I recommend nothing. I said it is my BELIEF that athletes need to eat animal protein. By the way, a fish qualifies as an animal. I have nothing against vegans but when I played college football, I was much stronger when I ate red meat. When I ate equivalent amounts of chicken or fish, I did not achieve the same levels. I believe it was higher creatine content in red meat. As for tumors, as has been stated ad nauseum in this thread, there is ZERO concrete evidence that links animal protein to cancer. NONE. Please find one verifiable study that absolutely links it to cancer. Race, you have your own belief system as I do mine. I don not try to bring people to my way of doing things, I just state what I do and believe. I do not however, try to bolster my position with anecdotal science. There are a host of factors in cancer development, many far too complex for 99% of us on this forum to grasp. I know 3 professors who do cancer research and it is amazing how complex the issue truly is. It isn’t so simple as “just don’t eat red meat”.

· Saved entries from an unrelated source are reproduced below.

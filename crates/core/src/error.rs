use crate::types::DbId;

#[derive(Debug, thiserror::Error)]
pub enum CoreError {
    #[error("Entity not found: {entity} with id {id}")]
    NotFound { entity: &'static str, id: DbId },

    /// Field-level validation failures, keyed by attribute name.
    #[error("Validation failed: {0}")]
    InvalidFields(#[from] validator::ValidationErrors),

    #[error("Unauthorized: {0}")]
    Unauthorized(String),

    #[error("Forbidden: {0}")]
    Forbidden(String),

    #[error("Internal error: {0}")]
    Internal(String),
}
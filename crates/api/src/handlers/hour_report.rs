//! Handlers for hour reports and their approval workflow.
//!
//! Every handler acts on behalf of the authenticated user; ownership and
//! approval rights are decided by the service's authorization gate.

use axum::extract::rejection::JsonRejection;
use axum::extract::{Path, Query, State};
use axum::http::StatusCode;
use axum::response::IntoResponse;
use axum::Json;
use hourbook_core::hour_report::{CreateHourReport, UpdateHourReport};
use hourbook_core::types::DbId;

use crate::error::{AppError, AppResult};
use crate::middleware::auth::AuthUser;
use crate::query::ReportFilterParams;
use crate::response::DataResponse;
use crate::state::AppState;

/// Turn a malformed JSON body into a 400 instead of axum's plain-text rejection.
fn json_body<T>(payload: Result<Json<T>, JsonRejection>) -> AppResult<T> {
    payload
        .map(|Json(input)| input)
        .map_err(|rejection| AppError::BadRequest(rejection.body_text()))
}

/// Like [`json_body`], but a request without a JSON content type carries no
/// changes.
fn optional_json_body<T: Default>(payload: Result<Json<T>, JsonRejection>) -> AppResult<T> {
    match payload {
        Err(JsonRejection::MissingJsonContentType(_)) => Ok(T::default()),
        payload => json_body(payload),
    }
}

/* --------------------------------------------------------------------------
Reads
-------------------------------------------------------------------------- */

/// GET /api/v1/hour-reports
///
/// The caller's own reports. Defaults to pending and rejected reports;
/// `?pending`, `?rejected` and `?all` narrow or widen the listing.
pub async fn list_hour_reports(
    auth: AuthUser,
    State(state): State<AppState>,
    Query(params): Query<ReportFilterParams>,
) -> AppResult<impl IntoResponse> {
    let reports = state
        .hour_reports
        .list(&auth.actor(), params.filter())
        .await?;
    Ok(Json(DataResponse { data: reports }))
}

/// GET /api/v1/hour-reports/all
pub async fn list_all_hour_reports(
    auth: AuthUser,
    State(state): State<AppState>,
) -> AppResult<impl IntoResponse> {
    let reports = state.hour_reports.list_all(&auth.actor()).await?;
    Ok(Json(DataResponse { data: reports }))
}

/// GET /api/v1/hour-reports/new
///
/// Unsaved draft preselecting the most recent project's first task.
pub async fn new_hour_report(
    auth: AuthUser,
    State(state): State<AppState>,
) -> AppResult<impl IntoResponse> {
    let form = state.hour_reports.new_draft(&auth.actor()).await?;
    Ok(Json(DataResponse { data: form }))
}

/// GET /api/v1/hour-reports/{id}
pub async fn get_hour_report(
    auth: AuthUser,
    State(state): State<AppState>,
    Path(id): Path<DbId>,
) -> AppResult<impl IntoResponse> {
    let report = state.hour_reports.get(&auth.actor(), id).await?;
    Ok(Json(DataResponse { data: report }))
}

/// GET /api/v1/hour-reports/{id}/edit
pub async fn edit_hour_report(
    auth: AuthUser,
    State(state): State<AppState>,
    Path(id): Path<DbId>,
) -> AppResult<impl IntoResponse> {
    let form = state.hour_reports.edit_form(&auth.actor(), id).await?;
    Ok(Json(DataResponse { data: form }))
}

/* --------------------------------------------------------------------------
Writes
-------------------------------------------------------------------------- */

/// POST /api/v1/hour-reports
///
/// Create a pending report owned by the caller.
pub async fn create_hour_report(
    auth: AuthUser,
    State(state): State<AppState>,
    payload: Result<Json<CreateHourReport>, JsonRejection>,
) -> AppResult<impl IntoResponse> {
    let input = json_body(payload)?;
    let report = state.hour_reports.create(&auth.actor(), input).await?;

    tracing::info!(
        user_id = auth.user_id,
        report_id = report.id,
        task_id = report.task_id,
        hours = report.hours,
        "Hour report created"
    );

    Ok((StatusCode::CREATED, Json(DataResponse { data: report })))
}

/// PUT /api/v1/hour-reports/{id}
///
/// Edit a report. The report returns to pending whatever its prior state.
pub async fn update_hour_report(
    auth: AuthUser,
    State(state): State<AppState>,
    Path(id): Path<DbId>,
    payload: Result<Json<UpdateHourReport>, JsonRejection>,
) -> AppResult<impl IntoResponse> {
    let input = json_body(payload)?;
    let report = state.hour_reports.update(&auth.actor(), id, input).await?;

    tracing::info!(user_id = auth.user_id, report_id = id, "Hour report updated");

    Ok(Json(DataResponse { data: report }))
}

/// DELETE /api/v1/hour-reports/{id}
pub async fn delete_hour_report(
    auth: AuthUser,
    State(state): State<AppState>,
    Path(id): Path<DbId>,
) -> AppResult<StatusCode> {
    state.hour_reports.destroy(&auth.actor(), id).await?;

    tracing::info!(user_id = auth.user_id, report_id = id, "Hour report deleted");

    Ok(StatusCode::NO_CONTENT)
}

/* --------------------------------------------------------------------------
Approval workflow
-------------------------------------------------------------------------- */

/// POST /api/v1/hour-reports/{id}/approve
///
/// Approve a report. An optional body applies attribute changes in the same
/// write.
pub async fn approve_hour_report(
    auth: AuthUser,
    State(state): State<AppState>,
    Path(id): Path<DbId>,
    payload: Result<Json<UpdateHourReport>, JsonRejection>,
) -> AppResult<impl IntoResponse> {
    let input = optional_json_body(payload)?;
    let report = state.hour_reports.approve(&auth.actor(), id, input).await?;

    tracing::info!(
        user_id = auth.user_id,
        report_id = id,
        state = report.state.as_str(),
        "Hour report approved"
    );

    Ok(Json(DataResponse { data: report }))
}

/// POST /api/v1/hour-reports/{id}/reject
pub async fn reject_hour_report(
    auth: AuthUser,
    State(state): State<AppState>,
    Path(id): Path<DbId>,
    payload: Result<Json<UpdateHourReport>, JsonRejection>,
) -> AppResult<impl IntoResponse> {
    let input = optional_json_body(payload)?;
    let report = state.hour_reports.reject(&auth.actor(), id, input).await?;

    tracing::info!(
        user_id = auth.user_id,
        report_id = id,
        state = report.state.as_str(),
        "Hour report rejected"
    );

    Ok(Json(DataResponse { data: report }))
}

Some thoughts on points raised in this thread
-Correlation does not equal causation. Without a tightly controlled study accounting for all other variables, trying to imply more than a casual relationship between two variables is misleading and irresponsible. The studies posted on red meat show no more than a relationship-not one thing causing the another.

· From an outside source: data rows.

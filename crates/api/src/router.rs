//! Shared application router builder.
//!
//! [`build_app_router`] is used by both the binary (`main.rs`) and the
//! integration tests (`tests/common/mod.rs`) so they run the same middleware
//! stack.

use std::time::Duration;

use axum::http::header::{AUTHORIZATION, CONTENT_TYPE};
use axum::http::{HeaderName, HeaderValue, Method, StatusCode};
use axum::Router;
use tower_http::catch_panic::CatchPanicLayer;
use tower_http::cors::CorsLayer;
use tower_http::request_id::{MakeRequestUuid, PropagateRequestIdLayer, SetRequestIdLayer};
use tower_http::timeout::TimeoutLayer;
use tower_http::trace::{DefaultMakeSpan, DefaultOnResponse, TraceLayer};
use tracing::Level;

use crate::config::ServerConfig;
use crate::routes;
use crate::state::AppState;

/// Build the full application [`Router`] with all middleware layers.
///
/// The middleware stack is applied bottom-up:
///
/// 1. CORS
/// 2. Set request ID on incoming requests
/// 3. Structured request/response tracing
/// 4. Propagate request ID to response
/// 5. Request timeout
/// 6. Panic recovery (catch panics, return 500)
pub fn build_app_router(state: AppState, config: &ServerConfig) -> Router {
    let cors = build_cors_layer(config);
    let request_id_header = HeaderName::from_static("x-request-id");

    Router::new()
        // Health check at root level (not under /api/v1).
        .merge(routes::health::router())
        .nest("/api/v1", routes::api_routes())
        .layer(CatchPanicLayer::new())
        .layer(TimeoutLayer::with_status_code(
            StatusCode::REQUEST_TIMEOUT,
            Duration::from_secs(config.request_timeout_secs),
        ))
        .layer(PropagateRequestIdLayer::new(request_id_header.clone()))
        .layer(
            TraceLayer::new_for_http()
                .make_span_with(DefaultMakeSpan::new().level(Level::INFO))
                .on_response(DefaultOnResponse::new().level(Level::INFO)),
        )
        .layer(SetRequestIdLayer::new(request_id_header, MakeRequestUuid))
        .layer(cors)
        .with_state(state)
}

/// Build the CORS middleware layer from server configuration.
///
/// Origins that are not valid header values are skipped with a warning.
pub fn build_cors_layer(config: &ServerConfig) -> CorsLayer {
    let origins: Vec<HeaderValue> = config
        .cors_origins
        .iter()
        .filter_map(|origin| match origin.parse() {
            Ok(value) => Some(value),
            Err(err) => {
                tracing::warn!(origin = %origin, error = %err, "Ignoring invalid CORS origin");
                None
            }
        })
        .collect();

    CorsLayer::new()
        .allow_origin(origins)
        .allow_methods([Method::GET, Method::POST, Method::PUT, Method::DELETE])
        .allow_headers([CONTENT_TYPE, AUTHORIZATION])
        .allow_credentials(true)
        .max_age(Duration::from_secs(3600))
}
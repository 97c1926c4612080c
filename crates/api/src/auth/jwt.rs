//! JWT access-token generation and validation.
//!
//! Access tokens are HS256-signed JWTs containing a [`Claims`] payload. The
//! `sub` and `role` claims become the [`Actor`](hourbook_core::authorization::Actor)
//! every service call is made on behalf of.

use hourbook_core::types::DbId;
use jsonwebtoken::{decode, encode, DecodingKey, EncodingKey, Header, Validation};
use serde::{Deserialize, Serialize};
use uuid::Uuid;

/// JWT claims embedded in every access token.
#[derive(Debug, Serialize, Deserialize, Clone)]
pub struct Claims {
    /// Subject -- the user's internal database id.
    pub sub: DbId,
    /// The user's role name (`"admin"` or `"employee"`).
    pub role: String,
    /// Expiration time (UTC Unix timestamp).
    pub exp: i64,
    /// Issued-at time (UTC Unix timestamp).
    pub iat: i64,
    /// Unique token identifier (UUID v4) for audit.
    pub jti: String,
}

/// Configuration for JWT token generation and validation.
#[derive(Debug, Clone)]
pub struct JwtConfig {
    /// HMAC-SHA256 secret used to sign and verify tokens.
    pub secret: String,
    /// Access token lifetime in minutes (default: 15).
    pub access_token_expiry_mins: i64,
}

/// Default access token expiry in minutes.
const DEFAULT_ACCESS_EXPIRY_MINS: i64 = 15;

impl JwtConfig {
    /// Load JWT configuration from environment variables.
    ///
    /// | Env Var                    | Required | Default |
    /// |----------------------------|----------|---------|
    /// | `JWT_SECRET`               | **yes**  | --      |
    /// | `JWT_ACCESS_EXPIRY_MINS`   | no       | `15`    |
    ///
    /// # Panics
    ///
    /// Panics if `JWT_SECRET` is not set or is empty.
    pub fn from_env() -> Self {
        let secret =
            std::env::var("JWT_SECRET").expect("JWT_SECRET must be set in the environment");
        assert!(!secret.is_empty(), "JWT_SECRET must not be empty");

        let access_token_expiry_mins: i64 = std::env::var("JWT_ACCESS_EXPIRY_MINS")
            .unwrap_or_else(|_| DEFAULT_ACCESS_EXPIRY_MINS.to_string())
            .parse()
            .expect("JWT_ACCESS_EXPIRY_MINS must be a valid i64");

        Self {
            secret,
            access_token_expiry_mins,
        }
    }
}

/// Generate an HS256 access token for the given user.
pub fn generate_access_token(
    user_id: DbId,
    role: &str,
    config: &JwtConfig,
) -> Result<String, jsonwebtoken::errors::Error> {
    let now = chrono::Utc::now().timestamp();
    let claims = Claims {
        sub: user_id,
        role: role.to_string(),
        exp: now + config.access_token_expiry_mins * 60,
        iat: now,
        jti: Uuid::new_v4().to_string(),
    };

    encode(
        &Header::default(), // HS256
        &claims,
        &EncodingKey::from_secret(config.secret.as_bytes()),
    )
}

/// Validate and decode an access token, returning the embedded [`Claims`].
pub fn validate_token(
    token: &str,
    config: &JwtConfig,
) -> Result<Claims, jsonwebtoken::errors::Error> {
    let token_data = decode::<Claims>(
        token,
        &DecodingKey::from_secret(config.secret.as_bytes()),
        &Validation::default(), // HS256, validates exp
    )?;
    Ok(token_data.claims)
}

-Media often does a crappy job of reporting science-get it from the source.
-Consider confounding variables-could it be that people that eat more red meat, eat more food in general, have a poor diet, don’t exercise etc. As I alluded to in the link I posted there are hundreds of lifestyle factors linked to cancer.

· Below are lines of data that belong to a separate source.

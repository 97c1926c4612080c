//! Shared helpers for API integration tests.

#![allow(dead_code)]

use axum::body::Body;
use axum::http::{Method, Request, Response, StatusCode};
use axum::Router;
use http_body_util::BodyExt;
use sqlx::PgPool;
use tower::ServiceExt;

use hourbook_api::auth::jwt::{generate_access_token, JwtConfig};
use hourbook_api::config::ServerConfig;
use hourbook_api::router::build_app_router;
use hourbook_api::state::AppState;
use hourbook_core::roles::ROLE_EMPLOYEE;
use hourbook_core::types::DbId;

const TEST_JWT_SECRET: &str = "hourbook-integration-test-secret";

/// Build a test `ServerConfig` with safe defaults.
pub fn test_config() -> ServerConfig {
    ServerConfig {
        host: "127.0.0.1".to_string(),
        port: 0,
        cors_origins: vec!["http://localhost:5173".to_string()],
        request_timeout_secs: 30,
        database_max_connections: 5,
        jwt: JwtConfig {
            secret: TEST_JWT_SECRET.to_string(),
            access_token_expiry_mins: 15,
        },
    }
}

/// Build the full application router with the production middleware stack.
pub fn build_test_app(pool: PgPool) -> Router {
    let config = test_config();
    build_app_router(AppState::new(pool, config.clone()), &config)
}

/// Mint an access token accepted by [`build_test_app`].
pub fn token_for(user_id: DbId, role: &str) -> String {
    generate_access_token(user_id, role, &test_config().jwt).unwrap()
}

pub fn employee_token(user_id: DbId) -> String {
    token_for(user_id, ROLE_EMPLOYEE)
}

// ---------------------------------------------------------------------------
// Request helpers
// ---------------------------------------------------------------------------

async fn send(
    app: Router,
    method: Method,
    uri: &str,
    token: Option<&str>,
    body: Option<serde_json::Value>,
) -> Response<Body> {
    let mut builder = Request::builder().method(method).uri(uri);
    if let Some(token) = token {
        builder = builder.header("authorization", format!("Bearer {token}"));
    }
    let request = match body {
        Some(json) => builder
            .header("content-type", "application/json")
            .body(Body::from(json.to_string()))
            .unwrap(),
        None => builder.body(Body::empty()).unwrap(),
    };
    app.oneshot(request).await.unwrap()
}

/// Unauthenticated GET.
pub async fn get(app: Router, uri: &str) -> Response<Body> {
    send(app, Method::GET, uri, None, None).await
}

pub async fn get_auth(app: Router, uri: &str, token: &str) -> Response<Body> {
    send(app, Method::GET, uri, Some(token), None).await
}

pub async fn post_json(
    app: Router,
    uri: &str,
    token: &str,
    body: serde_json::Value,
) -> Response<Body> {
    send(app, Method::POST, uri, Some(token), Some(body)).await
}

/// POST without a body.
pub async fn post_empty(app: Router, uri: &str, token: &str) -> Response<Body> {
    send(app, Method::POST, uri, Some(token), None).await
}

pub async fn put_json(
    app: Router,
    uri: &str,
    token: &str,
    body: serde_json::Value,
) -> Response<Body> {
    send(app, Method::PUT, uri, Some(token), Some(body)).await
}

pub async fn delete(app: Router, uri: &str, token: &str) -> Response<Body> {
    send(app, Method::DELETE, uri, Some(token), None).await
}

/// Collect a response body and parse it as JSON.
pub async fn body_json(response: Response<Body>) -> serde_json::Value {
    let bytes = response.into_body().collect().await.unwrap().to_bytes();
    serde_json::from_slice(&bytes).unwrap()
}

/// Assert the status and return the `data` field of the envelope.
pub async fn expect_data(response: Response<Body>, status: StatusCode) -> serde_json::Value {
    assert_eq!(response.status(), status);
    body_json(response).await["data"].clone()
}

// ---------------------------------------------------------------------------
// Seed helpers
// ---------------------------------------------------------------------------

pub async fn insert_user(pool: &PgPool, email: &str, rate: Option<f64>) -> DbId {
    sqlx::query_scalar("INSERT INTO users (email, hourly_rate) VALUES ($1, $2) RETURNING id")
        .bind(email)
        .bind(rate)
        .fetch_one(pool)
        .await
        .unwrap()
}

pub async fn insert_project(pool: &PgPool, name: &str, manager_id: Option<DbId>) -> DbId {
    sqlx::query_scalar("INSERT INTO projects (name, user_id) VALUES ($1, $2) RETURNING id")
        .bind(name)
        .bind(manager_id)
        .fetch_one(pool)
        .await
        .unwrap()
}

pub async fn add_member(pool: &PgPool, project_id: DbId, user_id: DbId) {
    sqlx::query("INSERT INTO projects_users (project_id, user_id) VALUES ($1, $2)")
        .bind(project_id)
        .bind(user_id)
        .execute(pool)
        .await
        .unwrap();
}

pub async fn insert_task(pool: &PgPool, project_id: DbId, name: &str) -> DbId {
    sqlx::query_scalar("INSERT INTO tasks (project_id, name) VALUES ($1, $2) RETURNING id")
        .bind(project_id)
        .bind(name)
        .fetch_one(pool)
        .await
        .unwrap()
}

/// Owner (member, rate 50), project manager, and an unrelated employee.
pub struct Seed {
    pub owner: DbId,
    pub manager: DbId,
    pub outsider: DbId,
    pub project: DbId,
    pub task: DbId,
}

pub async fn seed(pool: &PgPool) -> Seed {
    let owner = insert_user(pool, "owner@example.com", Some(50.0)).await;
    let manager = insert_user(pool, "manager@example.com", None).await;
    let outsider = insert_user(pool, "outsider@example.com", None).await;
    let project = insert_project(pool, "Website", Some(manager)).await;
    add_member(pool, project, owner).await;
    let task = insert_task(pool, project, "Design").await;
    Seed {
        owner,
        manager,
        outsider,
        project,
        task,
    }
}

-I highly recommend the book “Bad Science” by Ben Goldacre for anyone looking for an understanding of the scientific process and common pitfalls the masses fall in to.
-Critical thinking/interpretation of the scientific method should be taught in schools.
-Getting a little off topic, the nutrition market is worth a lot of money. That’s why there’s so much bullshit out there. Consumers fall for the marketing despite a lack of science to back it up. A self imposed tax on scientific ignorance. Guys like Lyle and Alan Aragon are a breath of fresh air for their sound evidence based approaches.
AJP, that was a beautiful and concise summary of the problem with a lot of studies, even done in the academic arena. Always be leery of who sourced the study grant. It is always on any true study.